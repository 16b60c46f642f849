use comfy_table::{Table, presets::UTF8_FULL_CONDENSED};
use courier_optimizer::solver::plan_result::PlanResult;

pub fn routes_table(plan: &PlanResult) -> Table {
    let mut table = Table::new();
    table.load_preset(UTF8_FULL_CONDENSED).set_header(vec![
        "Route", "Vehicle", "Driver", "Stops", "Start", "End", "Distance (km)", "Utilization",
        "Late stops",
    ]);

    for route in &plan.routes {
        let late = route
            .visits
            .iter()
            .filter(|visit| visit.lateness.is_positive())
            .count();

        table.add_row(vec![
            route.route_id.to_string(),
            route.vehicle_id.clone(),
            route.driver_id.clone(),
            route.visits.len().to_string(),
            route.start.to_string(),
            route.end.to_string(),
            format!("{:.2}", route.distance / 1000.0),
            format!("{:.0}%", route.utilization),
            late.to_string(),
        ]);
    }

    table
}

pub fn summary_table(rows: &[(String, Result<PlanResult, String>)]) -> Table {
    let mut table = Table::new();
    table.load_preset(UTF8_FULL_CONDENSED).set_header(vec![
        "Request", "Routes", "Unassigned", "Cost", "Converged", "Degraded", "Elapsed",
    ]);

    for (name, result) in rows {
        match result {
            Ok(plan) => table.add_row(vec![
                name.clone(),
                plan.routes.len().to_string(),
                plan.unassigned.len().to_string(),
                format!("{:.2}", plan.metrics.cost.total()),
                plan.converged.to_string(),
                plan.degraded.to_string(),
                format!("{:#}", plan.metrics.elapsed),
            ]),
            Err(error) => table.add_row(vec![name.clone(), format!("failed: {error}")]),
        };
    }

    table
}
use std::{fs::File, io::BufReader, path::PathBuf};

use clap::Args;
use courier_matrix_providers::{
    travel_matrix_client::TravelMatrixClient, travel_matrix_provider::TravelMatrixProvider,
};
use courier_optimizer::{json::types::JsonPlanningRequest, problem::location::Location};
use indicatif::ProgressBar;
use tracing::warn;

use crate::file_utils::request_files;

#[derive(Args)]
pub struct GetMatrixArgs {
    /// Planning request, or folder of requests, whose matrices are fetched
    /// into the cache
    #[arg(short = 'i', long)]
    input: PathBuf,
}

async fn fetch_matrix(client: &TravelMatrixClient, file: &PathBuf) -> anyhow::Result<()> {
    let request: JsonPlanningRequest = serde_json::from_reader(BufReader::new(File::open(file)?))?;

    let mut locations = vec![Location::from(&request.depot)];
    locations.extend(
        request
            .vehicles
            .iter()
            .filter_map(|vehicle| vehicle.start_location.as_ref())
            .map(Location::from),
    );
    locations.extend(request.stops.iter().map(|stop| Location::from(&stop.location)));

    let provider = request
        .cost_provider
        .unwrap_or_else(TravelMatrixProvider::from_env);
    let matrices = client.fetch_matrix(&locations, &provider).await?;
    if matrices.estimated_pairs() > 0 {
        warn!("{:?}: {} estimated pairs", file, matrices.estimated_pairs());
    }

    Ok(())
}

pub async fn run(args: GetMatrixArgs) -> anyhow::Result<()> {
    let paths = request_files(&args.input)?;
    let bar = ProgressBar::new(paths.len() as u64);
    let client = TravelMatrixClient::default();

    for path in &paths {
        if let Err(error) = fetch_matrix(&client, path).await {
            warn!("{:?}: {error}", path);
        }
        bar.inc(1);
    }
    bar.finish();

    Ok(())
}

→ **Assignment**
Transcribe each line of the listing exactly.

→ **Answer to this problem**
repository 16b60c46f642f849
use comfy_table::{Table, presets::UTF8_FULL_CONDENSED};
use courier_optimizer::solver::plan_result::PlanResult;

pub fn routes_table(plan: &PlanResult) -> Table {
    let mut table = Table::new();
    table.load_preset(UTF8_FULL_CONDENSED).set_header(vec![
        "Route", "Vehicle", "Driver", "Stops", "Start", "End", "Distance (km)", "Utilization",
        "Late stops",
    ]);

    for route in &plan.routes {
        let late = route
            .visits
            .iter()
            .filter(|visit| visit.lateness.is_positive())
            .count();

        table.add_row(vec![
            route.route_id.to_string(),
            route.vehicle_id.clone(),
            route.driver_id.clone(),
            route.visits.len().to_string(),
            route.start.to_string(),
            route.end.to_string(),
            format!("{:.2}", route.distance / 1000.0),
            format!("{:.0}%", route.utilization),
            late.to_string(),
        ]);
    }

    table
}

pub fn summary_table(rows: &[(String, Result<PlanResult, String>)]) -> Table {
    let mut table = Table::new();
    table.load_preset(UTF8_FULL_CONDENSED).set_header(vec![
        "Request", "Routes", "Unassigned", "Cost", "Converged", "Degraded", "Elapsed",
    ]);

    for (name, result) in rows {
        match result {
            Ok(plan) => table.add_row(vec![
                name.clone(),
                plan.routes.len().to_string(),
                plan.unassigned.len().to_string(),
                format!("{:.2}", plan.metrics.cost.total()),
                plan.converged.to_string(),
                plan.degraded.to_string(),
                format!("{:#}", plan.metrics.elapsed),
            ]),
            Err(error) => table.add_row(vec![name.clone(), format!("failed: {error}")]),
        };
    }

    table
}
use std::{fs::File, io::BufReader, path::PathBuf};

use clap::Args;
use courier_matrix_providers::{
    travel_matrix_client::TravelMatrixClient, travel_matrix_provider::TravelMatrixProvider,
};
use courier_optimizer::{json::types::JsonPlanningRequest, problem::location::Location};
use indicatif::ProgressBar;
use tracing::warn;

use crate::file_utils::request_files;

#[derive(Args)]
pub struct GetMatrixArgs {
    /// Planning request, or folder of requests, whose matrices are fetched
    /// into the cache
    #[arg(short = 'i', long)]
    input: PathBuf,
}

async fn fetch_matrix(client: &TravelMatrixClient, file: &PathBuf) -> anyhow::Result<()> {
    let request: JsonPlanningRequest = serde_json::from_reader(BufReader::new(File::open(file)?))?;

    let mut locations = vec![Location::from(&request.depot)];
    locations.extend(
        request
            .vehicles
            .iter()
            .filter_map(|vehicle| vehicle.start_location.as_ref())
            .map(Location::from),
    );
    locations.extend(request.stops.iter().map(|stop| Location::from(&stop.location)));

    let provider = request
        .cost_provider
        .unwrap_or_else(TravelMatrixProvider::from_env);
    let matrices = client.fetch_matrix(&locations, &provider).await?;
    if matrices.estimated_pairs() > 0 {
        warn!("{:?}: {} estimated pairs", file, matrices.estimated_pairs());
    }

    Ok(())
}

pub async fn run(args: GetMatrixArgs) -> anyhow::Result<()> {
    let paths = request_files(&args.input)?;
    let bar = ProgressBar::new(paths.len() as u64);
    let client = TravelMatrixClient::default();

    for path in &paths {
        if let Err(error) = fetch_matrix(&client, path).await {
            warn!("{:?}: {error}", path);
        }
        bar.inc(1);
    }
    bar.finish();

    Ok(())
}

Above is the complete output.